Prompt Question(s): You’ll often hear from climate contrarians that climate science is still in its infancy, too young to be reliable. Reading Swartz and Reidy’s articles, is that statement even true? When did private industry scientists come to understand the burning fossil fuels caused global warming?

If scientists have known about the climate-related dangers for a long time, why hasn’t something been done about it politically?

WEEK EIGHT


Clive Hamilton, “Everything you need to know about geoengineering in 11 minutes,” (2013)

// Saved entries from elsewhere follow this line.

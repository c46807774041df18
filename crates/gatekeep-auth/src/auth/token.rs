//! Access token issuance.
//!
//! Tokens are signed with the per-user secret the gateway generated for the
//! current JWT credential, so the gateway can verify them on its own.

use std::time::Duration;

use chrono::{DateTime, Utc};
use gatekeep_core::GatewaySecret;
use jsonwebtoken::{Algorithm, DecodingKey, EncodingKey, Header, Validation, decode, encode};
use serde::{Deserialize, Serialize};

use super::AuthError;
use super::users::UserRole;

/// Access token claims.
#[derive(Debug, Clone, PartialEq, Eq, Serialize, Deserialize)]
pub struct Claims {
    /// Issuer. The gateway maps this to the credential key.
    pub iss: String,
    /// Subject (the identity).
    pub sub: String,
    /// User role.
    #[serde(default, skip_serializing_if = "Option::is_none")]
    pub role: Option<UserRole>,
    /// Issued at (Unix timestamp).
    pub iat: i64,
    /// Expiration (Unix timestamp).
    pub exp: i64,
    /// Audience.
    #[serde(default, skip_serializing_if = "Option::is_none")]
    pub aud: Option<String>,
}

/// A signed access token.
#[derive(Debug, Clone, Serialize, Deserialize)]
pub struct IssuedToken {
    /// Compact JWS.
    pub token: String,
    /// Issue time.
    pub issued_at: DateTime<Utc>,
    /// Expiration time.
    pub expires_at: DateTime<Utc>,
}

/// Signs and verifies access tokens.
#[derive(Debug, Clone)]
pub struct TokenIssuer {
    lifetime: Duration,
    audience: Option<String>,
}

impl TokenIssuer {
    /// Create an issuer. An empty audience is treated as none.
    #[must_use]
    pub fn new(lifetime: Duration, audience: Option<String>) -> Self {
        Self {
            lifetime,
            audience: audience.filter(|aud| !aud.is_empty()),
        }
    }

    /// Sign a token for the identity with the gateway secret.
    ///
    /// `exp - iat` always equals the configured lifetime.
    ///
    /// # Errors
    ///
    /// Returns error if encoding fails.
    pub fn issue(
        &self,
        identity: &str,
        role: Option<UserRole>,
        secret: &GatewaySecret,
    ) -> Result<IssuedToken, AuthError> {
        let now = Utc::now();
        let iat = now.timestamp();
        let lifetime = i64::try_from(self.lifetime.as_secs()).unwrap_or(i64::MAX);
        let exp = iat.saturating_add(lifetime);

        let claims = Claims {
            iss: identity.to_string(),
            sub: identity.to_string(),
            role,
            iat,
            exp,
            aud: self.audience.clone(),
        };

        let token = encode(
            &Header::new(Algorithm::HS256),
            &claims,
            &EncodingKey::from_secret(secret.expose().as_bytes()),
        )
        .map_err(|e| AuthError::Token(format!("Encoding failed: {e}")))?;

        Ok(IssuedToken {
            token,
            issued_at: now,
            expires_at: DateTime::from_timestamp(exp, 0).unwrap_or(DateTime::<Utc>::MAX_UTC),
        })
    }

    /// Validate signature, expiry and audience, returning the claims.
    ///
    /// # Errors
    ///
    /// Returns error if the token is malformed, expired, signed with another
    /// secret, or carries the wrong audience.
    pub fn verify(&self, token: &str, secret: &GatewaySecret) -> Result<Claims, AuthError> {
        let mut validation = Validation::new(Algorithm::HS256);
        validation.set_required_spec_claims(&["exp", "iss", "sub"]);
        match &self.audience {
            Some(aud) => validation.set_audience(&[aud]),
            None => validation.validate_aud = false,
        }

        decode::<Claims>(
            token,
            &DecodingKey::from_secret(secret.expose().as_bytes()),
            &validation,
        )
        .map(|data| data.claims)
        .map_err(|e| AuthError::Token(format!("Validation failed: {e}")))
    }
}

#[cfg(test)]
mod tests {
    use super::*;

    fn secret(value: &str) -> GatewaySecret {
        GatewaySecret::new(value.to_string())
    }

    #[test]
    fn test_issue_claims() {
        let issuer = TokenIssuer::new(Duration::from_secs(3600), None);
        let issued = issuer
            .issue("a@x.com", Some(UserRole::User), &secret("s1"))
            .unwrap();

        let claims = issuer.verify(&issued.token, &secret("s1")).unwrap();
        assert_eq!(claims.iss, "a@x.com");
        assert_eq!(claims.sub, "a@x.com");
        assert_eq!(claims.role, Some(UserRole::User));
        assert_eq!(claims.exp - claims.iat, 3600);
        assert_eq!(claims.aud, None);
        assert_eq!(issued.expires_at.timestamp(), claims.exp);
    }

    #[test]
    fn test_role_omitted() {
        let issuer = TokenIssuer::new(Duration::from_secs(60), None);
        let issued = issuer.issue("a@x.com", None, &secret("s1")).unwrap();

        let claims = issuer.verify(&issued.token, &secret("s1")).unwrap();
        assert_eq!(claims.role, None);
    }

    #[test]
    fn test_audience() {
        let issuer = TokenIssuer::new(Duration::from_secs(60), Some("partners".to_string()));
        let issued = issuer.issue("a@x.com", None, &secret("s1")).unwrap();

        let claims = issuer.verify(&issued.token, &secret("s1")).unwrap();
        assert_eq!(claims.aud.as_deref(), Some("partners"));

        let other = TokenIssuer::new(Duration::from_secs(60), Some("internal".to_string()));
        assert!(other.verify(&issued.token, &secret("s1")).is_err());
    }

    #[test]
    fn test_empty_audience_omitted() {
        let issuer = TokenIssuer::new(Duration::from_secs(60), Some(String::new()));
        let issued = issuer.issue("a@x.com", None, &secret("s1")).unwrap();
        let claims = issuer.verify(&issued.token, &secret("s1")).unwrap();
        assert!(claims.aud.is_none());
    }

    #[test]
    fn test_wrong_secret_rejected() {
        let issuer = TokenIssuer::new(Duration::from_secs(60), None);
        let issued = issuer.issue("a@x.com", None, &secret("first")).unwrap();

        let result = issuer.verify(&issued.token, &secret("second"));
        assert!(matches!(result, Err(AuthError::Token(_))));
    }

    #[test]
    fn test_invalid_token() {
        let issuer = TokenIssuer::new(Duration::from_secs(60), None);
        assert!(issuer.verify("invalid.token.here", &secret("s1")).is_err());
    }
}
//! In-memory gateway for orchestrator and route tests.

use std::collections::HashMap;
use std::sync::{Mutex, PoisonError};

use async_trait::async_trait;
use gatekeep_core::GatewaySecret;
use gatekeep_kong::{
    Consumer, GatewayAdmin, GatewayError, JwtCredential, KeyAuthCredential, generate_api_key,
};

#[derive(Default)]
struct State {
    next_id: u64,
    consumers: HashMap<String, String>,
    credentials: HashMap<String, (String, String)>,
    api_keys: HashMap<String, String>,
    calls: Vec<&'static str>,
    failures: HashMap<&'static str, u16>,
    linger: usize,
    omit_key_consumer: bool,
}

impl State {
    fn next(&mut self, prefix: &str) -> String {
        self.next_id += 1;
        format!("{prefix}-{}", self.next_id)
    }

    fn enter(&mut self, op: &'static str) -> Result<(), GatewayError> {
        self.calls.push(op);
        match self.failures.remove(op) {
            Some(status) => Err(api(status, "injected failure")),
            None => Ok(()),
        }
    }
}

fn api(status: u16, body: &str) -> GatewayError {
    GatewayError::Api {
        status,
        body: body.to_string(),
    }
}

fn not_found() -> GatewayError {
    api(404, r#"{"message":"Not found"}"#)
}

/// Gateway double with Kong's not-found and cascade semantics.
#[derive(Default)]
pub struct FakeGateway {
    state: Mutex<State>,
}

impl FakeGateway {
    pub fn new() -> Self {
        Self::default()
    }

    fn state(&self) -> std::sync::MutexGuard<'_, State> {
        self.state.lock().unwrap_or_else(PoisonError::into_inner)
    }

    /// Operations invoked so far, in order.
    pub fn calls(&self) -> Vec<&'static str> {
        self.state().calls.clone()
    }

    pub fn clear_calls(&self) {
        self.state().calls.clear();
    }

    /// Make the next call of `op` fail with `status`.
    pub fn fail_next(&self, op: &'static str, status: u16) {
        self.state().failures.insert(op, status);
    }

    /// Report deleted consumers as present for the next `probes` probes.
    pub fn linger_probes(&self, probes: usize) {
        self.state().linger = probes;
    }

    pub fn omit_key_consumer(&self, omit: bool) {
        self.state().omit_key_consumer = omit;
    }

    pub fn consumer_id(&self, identity: &str) -> Option<String> {
        self.state().consumers.get(identity).cloned()
    }

    /// Key-auth credentials currently bound to the identity's consumer.
    pub fn api_key_count(&self, identity: &str) -> usize {
        self.state()
            .api_keys
            .values()
            .filter(|owner| *owner == identity)
            .count()
    }
}

#[async_trait]
impl GatewayAdmin for FakeGateway {
    async fn create_consumer(&self, identity: &str) -> Result<Consumer, GatewayError> {
        let mut state = self.state();
        state.enter("create_consumer")?;
        if state.consumers.contains_key(identity) {
            return Err(api(409, "unique constraint violation"));
        }
        let id = state.next("consumer");
        state.consumers.insert(identity.to_string(), id.clone());
        Ok(Consumer {
            id,
            username: identity.to_string(),
        })
    }

    async fn consumer_exists(&self, identity: &str) -> Result<bool, GatewayError> {
        let mut state = self.state();
        state.enter("consumer_exists")?;
        if state.linger > 0 {
            state.linger -= 1;
            return Ok(true);
        }
        Ok(state.consumers.contains_key(identity))
    }

    async fn delete_consumer(&self, identity: &str) -> Result<(), GatewayError> {
        let mut state = self.state();
        state.enter("delete_consumer")?;
        if state.consumers.remove(identity).is_none() {
            return Err(not_found());
        }
        state.credentials.retain(|_, (owner, _)| owner != identity);
        state.api_keys.retain(|_, owner| owner != identity);
        Ok(())
    }

    async fn create_credential(&self, identity: &str) -> Result<JwtCredential, GatewayError> {
        let mut state = self.state();
        state.enter("create_credential")?;
        let consumer_id = state
            .consumers
            .get(identity)
            .cloned()
            .ok_or_else(not_found)?;
        let id = state.next("credential");
        let secret = state.next("secret");
        state
            .credentials
            .insert(id.clone(), (identity.to_string(), secret.clone()));
        Ok(JwtCredential {
            id,
            key: identity.to_string(),
            consumer_id: Some(consumer_id),
            secret: GatewaySecret::new(secret),
        })
    }

    async fn delete_credential(
        &self,
        identity: &str,
        credential_id: &str,
    ) -> Result<(), GatewayError> {
        let mut state = self.state();
        state.enter("delete_credential")?;
        let owned = state
            .credentials
            .get(credential_id)
            .is_some_and(|(owner, _)| owner == identity);
        if !owned {
            return Err(not_found());
        }
        state.credentials.remove(credential_id);
        Ok(())
    }

    async fn fetch_credential_secret(
        &self,
        credential_id: &str,
    ) -> Result<GatewaySecret, GatewayError> {
        let mut state = self.state();
        state.enter("fetch_credential_secret")?;
        state
            .credentials
            .get(credential_id)
            .map(|(_, secret)| GatewaySecret::new(secret.clone()))
            .ok_or_else(not_found)
    }

    async fn create_api_key(&self, identity: &str) -> Result<KeyAuthCredential, GatewayError> {
        let mut state = self.state();
        state.enter("create_api_key")?;
        let consumer_id = state
            .consumers
            .get(identity)
            .cloned()
            .ok_or_else(not_found)?;
        let id = state.next("key-auth");
        let key = generate_api_key();
        state.api_keys.insert(key.clone(), identity.to_string());
        Ok(KeyAuthCredential {
            id: Some(id),
            key,
            consumer_id: (!state.omit_key_consumer).then_some(consumer_id),
        })
    }
}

David Keith, “Let’s Talk about Geoengineering,” Project Syndicate, 21 March 2019

Prompt Question(s): Why the sudden interest in geoengineering such as solar radiation management or carbon capture and storage? Is geoengineering a techno-fix? Why or why not? Do you think geoengineering is a viable solution to climate change?

WEEK TEN

U.S. Holocaust Memorial Museum, “Deadly Medicine: Creating the Master Race”

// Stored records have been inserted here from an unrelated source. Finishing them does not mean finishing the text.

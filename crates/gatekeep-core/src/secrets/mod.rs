//! Secret handling.
//!
//! - `GatewaySecret`: signing secret held by the gateway, never logged or persisted
//! - `scrub_secrets`: redact secrets from gateway error bodies before logging

use secrecy::{ExposeSecret, SecretBox};

/// Per-user signing secret held by the gateway.
///
/// The inner value is wrapped with `secrecy::SecretBox`. Not `Serialize`:
/// the secret must never reach the user directory or a response body.
#[derive(Clone)]
pub struct GatewaySecret(SecretBox<str>);

impl GatewaySecret {
    /// Wrap a secret.
    #[must_use]
    pub fn new(secret: String) -> Self {
        Self(SecretBox::new(secret.into_boxed_str()))
    }

    /// Expose the secret for signing.
    #[must_use]
    pub fn expose(&self) -> &str {
        self.0.expose_secret()
    }
}

impl std::fmt::Debug for GatewaySecret {
    fn fmt(&self, f: &mut std::fmt::Formatter<'_>) -> std::fmt::Result {
        write!(f, "GatewaySecret([REDACTED])")
    }
}

impl std::fmt::Display for GatewaySecret {
    fn fmt(&self, f: &mut std::fmt::Formatter<'_>) -> std::fmt::Result {
        write!(f, "[REDACTED]")
    }
}

/// Scrub secrets from error messages and logs.
///
/// Replaces values after known secret patterns with `[REDACTED]`.
///
/// # Arguments
///
/// * `text` - Text to scrub
/// * `patterns` - Patterns to look for (e.g., `["secret=", "\"key\":\""]`)
#[must_use]
pub fn scrub_secrets(text: &str, patterns: &[&str]) -> String {
    let mut result = text.to_string();

    for pattern in patterns {
        let mut search_start = 0;
        while let Some(start) = result[search_start..].find(pattern) {
            let abs_start = search_start + start + pattern.len();

            let end = result[abs_start..]
                .find(|c: char| c.is_whitespace() || c == '"' || c == '\'' || c == '&' || c == ',')
                .map_or(result.len(), |e| abs_start + e);

            result.replace_range(abs_start..end, "[REDACTED]");

            search_start = abs_start + "[REDACTED]".len();
        }
    }

    result
}

/// Secret patterns found in gateway responses and request logs.
pub const COMMON_SECRET_PATTERNS: &[&str] = &[
    "\"secret\":\"",
    "\"secret\": \"",
    "\"key\":\"",
    "\"key\": \"",
    "\"password\":\"",
    "secret=",
    "password=",
    "apikey=",
    "Authorization: Bearer ",
];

U.S. Holocaust Memorial Museum, “The Biological State: Nazi Racial Hygiene”

Prompt Question(s): What was “eugenics” and how did medical professionals use the language of evolutionary biology to justify it? For most the semester, we’ve discussed the connections between science and society. Do you think eugenics gives us reason to separate the two? Why or why not?

WEEK ELEVEN

Prompt Question(s): What is CRISPR technology and why can it be described as both exhilarating and terrifying? Do you think CRISPR holds the potential to be developed into a second, market-based eugenics movement? Why or why not?

WEEK THIRTEEN

Prompt Question(s): How did the academic-military-industrial complex produce the age of “big science”? After reading excerpts from Vannevar Bush, Dwight Eisenhower, J. William Fulbright, and Barry Goldwater, why do you think are some leaders worried about scientific research under military control and some are not?

WEEK FOURTEEN

Adrian Cho, “Gravitational waves, Einstein’s ripples in space-time, spotted for first time,” Science, 11 February 2016

Department of Defense, “Development of Gravitational Radiation Technology for Military Applications,” 2013

Prompt Question(s): What are gravitational waves? How does LIGO equipment advance remote-sensing or communications technologies? Taking into consideration the history of Landsat, does LIGO present any ethical dilemmas about surveillance or sovereignty? Why or why not?